Un critique littéraire, c’est une mémoire livresque considérable adossée à une vaste culture, à un esprit de découverte, à un fort pouvoir d’analyse et à un vrai talent d’écrivain. Pour séparer la bonne graine de l’ivraie par rapport à toutes les émotions suscitées par le prix Goncourt 2021 attribué à l’écrivain sénégalais Mohamed Mbougar Sarr, Waly Ba est comme Bernard Pivot une voix autorisée pour éclairer la lanterne des Sénégalais sur cette consécration littéraire qui a créé un malaise chez certains dans le pays. Professeur de français, éditeur, critique littéraire et écrivain, Waly Ba revient, dans cette interview accordée à «L’As» sur le talent du jeune lauréat, sa position «mitigée» sur l’homosexualité, analyse les niveaux de lecture d’une œuvre d’art. A ses yeux, il est «grossier de «brûler» une œuvre d’art, si l’on n’est pas sûr d’en avoir saisi la quintessence.

Certains de ses détracteurs soupçonnent des lobbies LGBT d’être derrière lui. Cette hypothèse est-elle compréhensible ?

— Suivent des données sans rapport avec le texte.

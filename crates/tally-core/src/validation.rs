//! # Validation Module
//!
//! Payload checks applied before a mutation is queued offline.
//!
//! ## Why Only Offline
//! ```text
//! ┌─────────────────────────────────────────────────────────────────────────┐
//! │                      Validation Layers                                  │
//! │                                                                         │
//! │  Online:   EntityService ──► Backend (validates, 4xx on failure)       │
//! │                                                                         │
//! │  Offline:  EntityService ──► THIS MODULE ──► PendingOperationQueue     │
//! │                                                                         │
//! │  The queue is strictly FIFO and a drain stops at the first failure,    │
//! │  so a payload the backend always rejects would block every entry       │
//! │  queued behind it.                                                      │
//! └─────────────────────────────────────────────────────────────────────────┘
//! ```
//!
//! ## Usage
//! ```rust
//! use serde_json::json;
//! use tally_core::validation::validate_create;
//! use tally_core::EntityKind;
//!
//! let lot = json!({ "strain_name": "OG", "price_per_gram": 10, "buying_price": 6 });
//! assert!(validate_create(EntityKind::Inventory, &lot).is_ok());
//! assert!(validate_create(EntityKind::Inventory, &json!({})).is_err());
//! ```

use serde_json::{Map, Value};

use crate::error::ValidationError;
use crate::types::EntityKind;

/// Result type for validation operations.
pub type ValidationResult<T> = Result<T, ValidationError>;

/// Roles a user can be switched to.
pub const USER_ROLES: [&str; 2] = ["employee", "superadmin"];

/// Units a sale can be recorded in.
pub const SALE_TYPES: [&str; 2] = ["grams", "joints"];

// =============================================================================
// Operation Validators
// =============================================================================

/// Validates a create payload.
///
/// ## Rules
/// - inventory: `strain_name`, `price_per_gram`, `buying_price`
/// - joint: `inventory_id`, `grams_used`, `joints_count`, `price_per_joint`
/// - sale: `inventory_id`, `quantity`, `sale_type` (grams|joints), `total_price`
/// - user: `username`, `email`, `password`
pub fn validate_create(kind: EntityKind, payload: &Value) -> ValidationResult<()> {
    let fields = as_object(payload)?;

    match kind {
        EntityKind::Inventory => {
            require_text(fields, "strain_name")?;
            require_amount(fields, "price_per_gram")?;
            require_amount(fields, "buying_price")?;
        }
        EntityKind::Joint => {
            require_present(fields, "inventory_id")?;
            require_positive(fields, "grams_used")?;
            require_positive(fields, "joints_count")?;
            require_amount(fields, "price_per_joint")?;
        }
        EntityKind::Sale => {
            require_present(fields, "inventory_id")?;
            require_positive(fields, "quantity")?;
            require_one_of(fields, "sale_type", &SALE_TYPES)?;
            require_amount(fields, "total_price")?;
        }
        EntityKind::User => {
            require_text(fields, "username")?;
            require_text(fields, "email")?;
            require_text(fields, "password")?;
        }
    }

    Ok(())
}

/// Validates an update payload.
///
/// Users have no generic update; their role goes through the `role`
/// custom operation.
pub fn validate_update(kind: EntityKind, payload: &Value) -> ValidationResult<()> {
    if kind == EntityKind::User {
        return Err(unsupported(kind, "update"));
    }
    as_object(payload)?;
    Ok(())
}

/// Validates a delete.
pub fn validate_delete(kind: EntityKind) -> ValidationResult<()> {
    if kind == EntityKind::User {
        return Err(unsupported(kind, "delete"));
    }
    Ok(())
}

/// Validates an entity-specific operation.
///
/// ## Rules
/// - joint `assign`: `assigned_to`
/// - user `role`: `role` ∈ {employee, superadmin}
pub fn validate_custom(kind: EntityKind, name: &str, payload: &Value) -> ValidationResult<()> {
    let fields = as_object(payload)?;

    match (kind, name) {
        (EntityKind::Joint, "assign") => require_present(fields, "assigned_to").map(|_| ()),
        (EntityKind::User, "role") => require_one_of(fields, "role", &USER_ROLES),
        _ => Err(unsupported(kind, name)),
    }
}

// =============================================================================
// Field Helpers
// =============================================================================

fn as_object(payload: &Value) -> ValidationResult<&Map<String, Value>> {
    payload
        .as_object()
        .ok_or_else(|| ValidationError::InvalidFormat {
            field: "payload".to_string(),
            reason: "must be a JSON object".to_string(),
        })
}

fn unsupported(kind: EntityKind, operation: &str) -> ValidationError {
    ValidationError::Unsupported {
        entity: kind.to_string(),
        operation: operation.to_string(),
    }
}

fn required(field: &str) -> ValidationError {
    ValidationError::Required {
        field: field.to_string(),
    }
}

fn require_present<'a>(fields: &'a Map<String, Value>, field: &str) -> ValidationResult<&'a Value> {
    match fields.get(field) {
        None | Some(Value::Null) => Err(required(field)),
        Some(Value::String(s)) if s.trim().is_empty() => Err(required(field)),
        Some(value) => Ok(value),
    }
}

fn require_text(fields: &Map<String, Value>, field: &str) -> ValidationResult<()> {
    match require_present(fields, field)? {
        Value::String(_) => Ok(()),
        _ => Err(ValidationError::InvalidFormat {
            field: field.to_string(),
            reason: "must be text".to_string(),
        }),
    }
}

/// Reads a numeric field. Form inputs often send numbers as strings, and
/// the backend coerces those, so numeric strings are accepted.
fn require_number(fields: &Map<String, Value>, field: &str) -> ValidationResult<f64> {
    let value = require_present(fields, field)?;
    let number = match value {
        Value::Number(n) => n.as_f64(),
        Value::String(s) => s.trim().parse::<f64>().ok(),
        _ => None,
    };

    number
        .filter(|n| n.is_finite())
        .ok_or_else(|| ValidationError::InvalidFormat {
            field: field.to_string(),
            reason: "must be a number".to_string(),
        })
}

/// A price or cost: zero is allowed, negatives are not.
fn require_amount(fields: &Map<String, Value>, field: &str) -> ValidationResult<()> {
    if require_number(fields, field)? < 0.0 {
        return Err(ValidationError::InvalidFormat {
            field: field.to_string(),
            reason: "must not be negative".to_string(),
        });
    }
    Ok(())
}

fn require_positive(fields: &Map<String, Value>, field: &str) -> ValidationResult<()> {
    if require_number(fields, field)? <= 0.0 {
        return Err(ValidationError::MustBePositive {
            field: field.to_string(),
        });
    }
    Ok(())
}

fn require_one_of(fields: &Map<String, Value>, field: &str, allowed: &[&str]) -> ValidationResult<()> {
    match require_present(fields, field)? {
        Value::String(s) if allowed.contains(&s.as_str()) => Ok(()),
        _ => Err(ValidationError::NotAllowed {
            field: field.to_string(),
            allowed: allowed.iter().map(|s| s.to_string()).collect(),
        }),
    }
}

// =============================================================================
// Unit Tests
// =============================================================================
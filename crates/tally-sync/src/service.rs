//! # Entity Service
//!
//! Read-through listing and write-behind mutations for one entity type.
//!
//! ## Mutation Paths
//! ```text
//! ┌─────────────────────────────────────────────────────────────────────────┐
//! │                     create / update / delete / custom                   │
//! │                                                                         │
//! │   online and target has a backend id?                                  │
//! │        │ yes                                  │ no                      │
//! │        ▼                                      │                         │
//! │   gateway call ──ok──► cache ──► Confirmed     │                         │
//! │        │                                      │                         │
//! │        ├── rejected (4xx) ──► Err, not queued  │                         │
//! │        │                                      ▼                         │
//! │        └── unreachable ─────────────► validate ──► enqueue ──► cache   │
//! │                                                      │                  │
//! │                                                      ▼                  │
//! │                                                   Queued                │
//! └─────────────────────────────────────────────────────────────────────────┘
//! ```
//!
//! Cache failures never fail a call: reads fall back to empty, writes are
//! skipped and reported to the observer.

use serde_json::Value;
use std::sync::{Arc, Mutex, MutexGuard};
use std::time::Duration;
use tokio::task::JoinSet;
use tracing::{debug, warn};

use tally_core::validation::{validate_create, validate_custom, validate_delete, validate_update};
use tally_core::{
    payload_object, EntityKind, MutationOutcome, NewOperation, PendingOperation, Record, RecordId,
    ViewKey,
};
use tally_store::{CacheStore, KvHandle, PendingOperationQueue};

use crate::connectivity::ConnectivityOracle;
use crate::coordinator::{DrainOutcome, DrainState, SyncCoordinator};
use crate::error::{SyncError, SyncResult};
use crate::gateway::{with_timeout, GatewayResult, RemoteGateway};
use crate::observer::{SyncObserver, TracingObserver};
use crate::refresh::ViewRefresher;

/// Default bound on a single backend call.
pub const DEFAULT_CALL_TIMEOUT: Duration = Duration::from_secs(10);

// =============================================================================
// Service Context
// =============================================================================

/// Collaborators shared by every entity service.
#[derive(Clone)]
pub struct ServiceContext {
    pub oracle: Arc<dyn ConnectivityOracle>,
    pub observer: Arc<dyn SyncObserver>,
    pub call_timeout: Duration,
}

impl ServiceContext {
    /// Context with the tracing observer and the default call timeout.
    pub fn new(oracle: Arc<dyn ConnectivityOracle>) -> Self {
        ServiceContext {
            oracle,
            observer: Arc::new(TracingObserver),
            call_timeout: DEFAULT_CALL_TIMEOUT,
        }
    }

    pub fn with_observer(mut self, observer: Arc<dyn SyncObserver>) -> Self {
        self.observer = observer;
        self
    }

    pub fn with_call_timeout(mut self, timeout: Duration) -> Self {
        self.call_timeout = timeout;
        self
    }
}

// =============================================================================
// Entity Service
// =============================================================================

/// Offline-capable access to one entity type.
pub struct EntityService {
    entity: EntityKind,
    cache: Arc<CacheStore>,
    queue: Arc<PendingOperationQueue>,
    gateway: Arc<dyn RemoteGateway>,
    oracle: Arc<dyn ConnectivityOracle>,
    observer: Arc<dyn SyncObserver>,
    call_timeout: Duration,
    refresher: ViewRefresher,
    coordinator: SyncCoordinator,
    background: Mutex<JoinSet<()>>,
}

Personne n’ignore plus aujourd’hui la puissance tentaculaire des lobbies LGBT ; tout le monde sait aussi qu’ils n’hésitent plus à trouver des relais partout, dans tous les domaines d’activités où ils espèrent trouver une oreille attentive, un regard sympathique, un bras armé ou quelque chose de ce genre. Mais objectivement, je n’ose pas penser que notre jeune compatriote puisse se laisser aussi facilement manger à cette sauce. Mbougar Sarr est issu de bonne famille, et je crois que son passage au Prytanée militaire a aussi dû contribuer à consolider son éducation morale. Mieux encore, nous ne devons pas perdre de vue qu’il y a de beaux esprits, des intellectuels très responsables, qui ont pris ce garçon sous leur aile. J’ai nommé Felwine Sarr et Boubacar Boris Diop. Et franchement, je n’ose pas croire que ces deux éminents intellectuels, très attachés aux valeurs profondes du terroir, vont pousser leur poulain dans la gueule du loup. J’ai l’intime conviction que tout ce qu’il a écrit ces dernières années, ils l’ont vu et l’ont lu avec un œil critique avant publication ; et que s’ils ont validé, c’est parce qu’ils ont eu l’intime conviction que ce n’était pas impropre à la consommation. Par ailleurs, je crois quand même que Mbougar Sarr gagnerait à clarifier sa position par rapport à cette triste réalité des temps modernes qu’est l’homosexualité. Ce que je veux dire par là est que, au-delà de Mbougar Sarr l’artiste, le créateur et le romancier, il y a l’autre Mbougar, l’homme social. Celui-là doit se donner la peine et les moyens de rassurer la communauté à laquelle il appartient en lui donnant notamment la preuve que certains délires déviationnistes et transgressifs de certains de ses personnages ne l’engagent pas ; qu’il n’a fait que monter des scènes dérangeantes et tumultueuses pour «saigner» les consciences, pour forcer la réflexion sur des sujets catalogués «tabous». Moi, j’aime bien

la belle littérature, la belle écriture, le beau style ; autant de qualités que Mbougar Sarr possède définitivement. Cependant, il cesserait d’emporter ma sympathie si le Sénégalais qu’il est, l’Africain, le Musulman qu’il est, s’était clairement déterminé en faveur de l’homosexualité. Je l’aurais tout bonnement «abandonné» et aurais sans doute cessé de le lire. Mais en l’état actuel des choses, je ne peux pas me permette de jeter l’opprobre sur lui en me fondant sur des extraits coupés de leur relation organique avec l’ensemble de ses œuvres auxquelles ils sont empruntés. Malheureusement, vous avez dû le constater, c’est l’exercice auquel se sont prêtés un certain nombre de maîtres-censeurs, qui ne semblent pas, d’ailleurs, comprendre grand-chose à la littérature et aux impératifs esthétiques qui la sous-tendent. Quand un d’entre eux traite les Sénégalais de complexés en déclarant trouver anormal et insensé qu’ils se bousculent dans les librairies pour s’arracher le livre de Mbougar Sarr, moi je dis qu’il y a danger. C’est vraiment là une «défaite de la pensée», pour reprendre le titre mythique du chef d’œuvre d’Alain Finkielkraut. C’est plutôt le contraire qui devrait étonner, c’est-à-dire le fait que prix lui soit attribué et que ses compatriotes ne fassent pas montre d’une telle bruyante curiosité.